> LISTED RECORDS
* * *

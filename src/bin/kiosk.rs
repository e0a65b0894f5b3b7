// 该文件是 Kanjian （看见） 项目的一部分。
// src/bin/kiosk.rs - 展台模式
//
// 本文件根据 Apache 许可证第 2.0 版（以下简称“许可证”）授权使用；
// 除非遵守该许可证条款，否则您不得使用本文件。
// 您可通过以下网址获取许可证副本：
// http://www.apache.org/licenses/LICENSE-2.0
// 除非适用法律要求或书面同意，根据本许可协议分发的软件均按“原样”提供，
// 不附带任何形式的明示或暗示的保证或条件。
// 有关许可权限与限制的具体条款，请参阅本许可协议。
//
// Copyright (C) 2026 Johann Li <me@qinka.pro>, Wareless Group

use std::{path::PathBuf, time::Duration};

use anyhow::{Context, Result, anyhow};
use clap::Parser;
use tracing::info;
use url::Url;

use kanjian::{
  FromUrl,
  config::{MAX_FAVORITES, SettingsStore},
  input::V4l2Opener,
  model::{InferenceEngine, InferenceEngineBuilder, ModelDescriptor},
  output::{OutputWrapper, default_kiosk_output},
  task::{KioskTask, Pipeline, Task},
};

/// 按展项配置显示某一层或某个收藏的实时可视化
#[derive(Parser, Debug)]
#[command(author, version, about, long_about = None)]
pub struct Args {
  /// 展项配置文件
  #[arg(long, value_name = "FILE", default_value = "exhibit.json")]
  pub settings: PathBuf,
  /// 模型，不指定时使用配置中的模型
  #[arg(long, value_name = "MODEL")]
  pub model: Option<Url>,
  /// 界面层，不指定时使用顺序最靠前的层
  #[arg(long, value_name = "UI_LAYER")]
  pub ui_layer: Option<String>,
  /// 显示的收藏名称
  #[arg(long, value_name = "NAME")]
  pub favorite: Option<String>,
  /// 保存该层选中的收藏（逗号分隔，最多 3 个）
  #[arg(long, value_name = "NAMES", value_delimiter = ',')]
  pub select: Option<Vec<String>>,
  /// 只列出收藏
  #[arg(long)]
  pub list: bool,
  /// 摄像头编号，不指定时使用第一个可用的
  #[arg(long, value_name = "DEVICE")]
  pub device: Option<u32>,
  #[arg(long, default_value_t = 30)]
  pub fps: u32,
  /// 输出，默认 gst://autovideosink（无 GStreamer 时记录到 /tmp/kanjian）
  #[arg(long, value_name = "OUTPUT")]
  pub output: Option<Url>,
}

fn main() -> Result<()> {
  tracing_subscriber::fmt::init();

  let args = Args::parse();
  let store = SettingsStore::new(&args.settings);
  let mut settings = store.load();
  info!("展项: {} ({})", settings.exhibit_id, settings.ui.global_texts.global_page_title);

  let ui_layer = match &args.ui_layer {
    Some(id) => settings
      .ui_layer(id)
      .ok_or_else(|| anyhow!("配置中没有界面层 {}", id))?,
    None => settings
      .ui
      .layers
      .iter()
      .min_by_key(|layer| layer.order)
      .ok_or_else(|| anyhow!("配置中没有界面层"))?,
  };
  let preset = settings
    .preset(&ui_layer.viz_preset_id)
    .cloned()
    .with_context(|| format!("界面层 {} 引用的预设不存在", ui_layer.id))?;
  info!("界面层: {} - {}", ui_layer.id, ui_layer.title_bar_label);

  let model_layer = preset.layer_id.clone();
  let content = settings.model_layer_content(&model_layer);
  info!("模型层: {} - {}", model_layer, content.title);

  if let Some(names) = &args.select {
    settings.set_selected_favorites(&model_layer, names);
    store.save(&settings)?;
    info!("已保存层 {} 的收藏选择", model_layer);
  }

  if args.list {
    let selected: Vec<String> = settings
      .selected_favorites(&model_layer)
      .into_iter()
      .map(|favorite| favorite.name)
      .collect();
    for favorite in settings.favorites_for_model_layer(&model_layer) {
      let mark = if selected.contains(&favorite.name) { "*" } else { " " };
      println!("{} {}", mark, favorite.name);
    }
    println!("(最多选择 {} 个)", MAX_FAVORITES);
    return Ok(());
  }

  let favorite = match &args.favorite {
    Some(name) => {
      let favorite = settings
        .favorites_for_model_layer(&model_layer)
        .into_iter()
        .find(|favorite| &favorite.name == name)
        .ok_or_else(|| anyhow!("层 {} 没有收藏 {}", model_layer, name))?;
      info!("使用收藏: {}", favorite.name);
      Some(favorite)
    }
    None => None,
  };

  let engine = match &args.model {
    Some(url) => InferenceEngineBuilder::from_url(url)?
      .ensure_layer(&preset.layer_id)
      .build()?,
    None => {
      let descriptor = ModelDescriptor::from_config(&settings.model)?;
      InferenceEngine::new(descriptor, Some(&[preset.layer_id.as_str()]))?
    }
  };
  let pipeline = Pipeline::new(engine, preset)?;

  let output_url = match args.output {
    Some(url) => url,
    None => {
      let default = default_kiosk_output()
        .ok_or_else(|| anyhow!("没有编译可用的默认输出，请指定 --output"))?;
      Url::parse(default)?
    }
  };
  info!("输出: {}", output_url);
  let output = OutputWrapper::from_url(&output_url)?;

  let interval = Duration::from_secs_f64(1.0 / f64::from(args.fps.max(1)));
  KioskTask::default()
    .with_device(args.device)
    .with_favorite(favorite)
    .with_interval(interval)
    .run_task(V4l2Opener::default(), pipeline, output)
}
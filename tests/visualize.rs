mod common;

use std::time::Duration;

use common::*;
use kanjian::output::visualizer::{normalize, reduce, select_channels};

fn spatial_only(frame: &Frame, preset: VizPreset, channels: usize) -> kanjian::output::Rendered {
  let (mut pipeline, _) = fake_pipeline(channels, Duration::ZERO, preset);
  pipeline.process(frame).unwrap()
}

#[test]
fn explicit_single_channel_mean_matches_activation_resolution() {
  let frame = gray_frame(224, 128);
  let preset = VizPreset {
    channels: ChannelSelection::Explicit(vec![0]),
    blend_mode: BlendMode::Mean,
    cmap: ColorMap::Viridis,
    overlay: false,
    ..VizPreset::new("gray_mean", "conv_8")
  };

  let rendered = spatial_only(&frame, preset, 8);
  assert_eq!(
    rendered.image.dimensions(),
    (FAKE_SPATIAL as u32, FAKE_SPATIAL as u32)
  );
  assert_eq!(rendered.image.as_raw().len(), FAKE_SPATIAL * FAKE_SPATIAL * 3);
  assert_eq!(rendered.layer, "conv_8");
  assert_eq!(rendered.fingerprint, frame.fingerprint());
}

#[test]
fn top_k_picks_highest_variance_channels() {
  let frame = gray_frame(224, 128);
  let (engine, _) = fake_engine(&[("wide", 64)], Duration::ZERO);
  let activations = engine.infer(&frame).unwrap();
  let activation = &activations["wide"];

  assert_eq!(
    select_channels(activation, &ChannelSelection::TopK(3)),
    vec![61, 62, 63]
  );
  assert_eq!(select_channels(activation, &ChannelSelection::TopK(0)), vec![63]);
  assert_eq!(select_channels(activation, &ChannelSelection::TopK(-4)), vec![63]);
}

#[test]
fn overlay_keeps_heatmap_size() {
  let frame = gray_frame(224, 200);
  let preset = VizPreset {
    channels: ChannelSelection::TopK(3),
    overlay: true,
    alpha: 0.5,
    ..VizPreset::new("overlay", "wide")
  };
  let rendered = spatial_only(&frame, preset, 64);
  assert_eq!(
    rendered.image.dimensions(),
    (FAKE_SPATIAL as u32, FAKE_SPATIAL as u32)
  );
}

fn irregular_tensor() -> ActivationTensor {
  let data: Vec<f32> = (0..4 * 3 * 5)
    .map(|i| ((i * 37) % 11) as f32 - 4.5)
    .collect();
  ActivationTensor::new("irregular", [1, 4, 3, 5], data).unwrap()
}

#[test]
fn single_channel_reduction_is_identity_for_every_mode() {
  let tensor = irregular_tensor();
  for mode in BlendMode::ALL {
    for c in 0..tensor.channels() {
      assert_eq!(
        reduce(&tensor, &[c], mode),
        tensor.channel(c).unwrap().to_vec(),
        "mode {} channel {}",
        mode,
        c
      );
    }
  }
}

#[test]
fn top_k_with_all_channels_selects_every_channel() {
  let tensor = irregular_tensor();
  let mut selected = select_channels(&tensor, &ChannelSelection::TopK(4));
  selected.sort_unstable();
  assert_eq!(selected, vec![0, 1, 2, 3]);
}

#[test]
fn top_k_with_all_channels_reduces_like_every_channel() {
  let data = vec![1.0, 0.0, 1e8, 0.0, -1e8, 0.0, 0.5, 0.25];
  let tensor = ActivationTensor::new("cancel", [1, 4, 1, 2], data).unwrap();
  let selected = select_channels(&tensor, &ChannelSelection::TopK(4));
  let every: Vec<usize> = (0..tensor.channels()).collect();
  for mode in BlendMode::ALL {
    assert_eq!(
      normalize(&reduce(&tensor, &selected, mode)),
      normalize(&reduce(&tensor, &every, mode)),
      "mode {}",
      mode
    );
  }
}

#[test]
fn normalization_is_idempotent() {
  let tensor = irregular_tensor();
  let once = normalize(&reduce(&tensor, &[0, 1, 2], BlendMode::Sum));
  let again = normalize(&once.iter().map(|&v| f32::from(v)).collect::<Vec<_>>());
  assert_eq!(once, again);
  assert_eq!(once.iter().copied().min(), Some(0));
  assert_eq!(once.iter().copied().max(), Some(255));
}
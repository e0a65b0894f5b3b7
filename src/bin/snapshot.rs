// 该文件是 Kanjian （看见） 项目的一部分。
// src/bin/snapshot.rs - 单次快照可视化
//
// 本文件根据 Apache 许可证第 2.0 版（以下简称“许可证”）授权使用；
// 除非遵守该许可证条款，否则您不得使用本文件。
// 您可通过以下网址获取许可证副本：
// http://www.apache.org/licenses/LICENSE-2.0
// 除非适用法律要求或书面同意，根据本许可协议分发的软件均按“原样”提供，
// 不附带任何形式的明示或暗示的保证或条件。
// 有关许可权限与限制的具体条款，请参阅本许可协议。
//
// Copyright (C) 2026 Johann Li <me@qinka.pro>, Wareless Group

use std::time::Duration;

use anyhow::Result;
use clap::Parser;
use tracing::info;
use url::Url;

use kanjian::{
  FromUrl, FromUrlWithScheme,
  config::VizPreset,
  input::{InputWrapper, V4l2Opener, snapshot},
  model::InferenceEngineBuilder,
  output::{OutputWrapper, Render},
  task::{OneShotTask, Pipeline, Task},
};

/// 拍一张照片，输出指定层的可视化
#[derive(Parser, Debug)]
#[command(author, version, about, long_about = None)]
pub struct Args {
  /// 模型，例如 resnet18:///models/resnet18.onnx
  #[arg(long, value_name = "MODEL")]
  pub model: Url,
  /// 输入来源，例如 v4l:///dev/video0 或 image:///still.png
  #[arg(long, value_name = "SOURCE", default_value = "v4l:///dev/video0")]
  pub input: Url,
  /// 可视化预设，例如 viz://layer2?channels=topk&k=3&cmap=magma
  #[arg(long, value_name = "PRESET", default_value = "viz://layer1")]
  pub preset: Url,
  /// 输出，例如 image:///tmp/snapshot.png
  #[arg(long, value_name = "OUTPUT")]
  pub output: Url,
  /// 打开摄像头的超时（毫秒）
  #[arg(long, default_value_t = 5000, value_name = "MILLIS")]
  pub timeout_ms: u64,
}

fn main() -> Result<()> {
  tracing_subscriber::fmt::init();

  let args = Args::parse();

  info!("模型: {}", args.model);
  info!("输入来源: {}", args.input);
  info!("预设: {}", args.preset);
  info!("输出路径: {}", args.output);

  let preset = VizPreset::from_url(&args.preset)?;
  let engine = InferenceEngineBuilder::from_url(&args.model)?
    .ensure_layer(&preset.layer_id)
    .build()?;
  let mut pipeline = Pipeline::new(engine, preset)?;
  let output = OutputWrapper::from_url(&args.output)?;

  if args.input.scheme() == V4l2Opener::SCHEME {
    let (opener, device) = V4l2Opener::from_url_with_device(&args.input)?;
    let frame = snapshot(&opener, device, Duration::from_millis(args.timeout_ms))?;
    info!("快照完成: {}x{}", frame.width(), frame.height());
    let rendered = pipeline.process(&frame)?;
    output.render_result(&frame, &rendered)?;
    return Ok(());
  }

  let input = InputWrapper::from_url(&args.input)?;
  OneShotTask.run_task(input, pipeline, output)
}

* * *

> HOW TO COMPLETE THIS TASK
Would you return all lines from the preceding listing that contain the word "data"?

> TASK ANSWER
  let data: Vec<f32> = (0..4 * 3 * 5)
  ActivationTensor::new("irregular", [1, 4, 3, 5], data).unwrap()
  let data = vec![1.0, 0.0, 1e8, 0.0, -1e8, 0.0, 0.5, 0.25];
  let tensor = ActivationTensor::new("cancel", [1, 4, 1, 2], data).unwrap();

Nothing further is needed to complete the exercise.